What is expected —
Beginning at the top of the data below, write out every line exactly until you reach the line with "invented layout, it", and include that line.

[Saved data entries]
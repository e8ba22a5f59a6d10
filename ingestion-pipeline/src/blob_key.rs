//! Derived blob-key convention (spec.md §6, confirmed verbatim against
//! `original_source/nlp_worker/key_builder.py`): the worker never writes a
//! derived cleaned-text blob back under its own invented layout, it
//! reproduces the upstream pipeline's existing convention exactly so other
//! readers of the bucket keep working.

use common::storage::types::edition::MediaType;

/// `derived/{media}/{work}/{edition}/{segment_type}-{NNNN}/cleaned.txt`,
/// `NNNN` = `number` zero-padded to 4 digits (spec.md §6, §8 "round-trip").
pub fn derived_cleaned_text_key(
    media_type: MediaType,
    work_id: &str,
    edition_id: &str,
    segment_type: &str,
    number: i64,
) -> String {
    format!(
        "derived/{media}/{work_id}/{edition_id}/{segment_type}-{number:04}/cleaned.txt",
        media = media_type.as_str(),
        number = number.max(0),
    )
}

#[cfg(test)]
mod tests {
    use super::*;

    #[test]
    fn round_trips_for_every_number_in_range() {
        for n in 0..10_000_i64 {
            let key = derived_cleaned_text_key(MediaType::Novel, "work-1", "edition-1", "chapter", n);
            assert_eq!(
                key,
                format!("derived/novel/work-1/edition-1/chapter-{n:04}/cleaned.txt")
            );
        }
    }

    #[test]
    fn uses_media_type_label_and_segment_type_verbatim() {
        let key = derived_cleaned_text_key(MediaType::Anime, "w", "e", "episode", 12);
        assert_eq!(key, "derived/anime/w/e/episode-0012/cleaned.txt");
    }
}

Result for this exercise —
repository e8ba22a5f59a6d10
filename ingestion-pipeline/src/blob_key.rs
//! Derived blob-key convention (spec.md §6, confirmed verbatim against
//! `original_source/nlp_worker/key_builder.py`): the worker never writes a
//! derived cleaned-text blob back under its own invented layout, it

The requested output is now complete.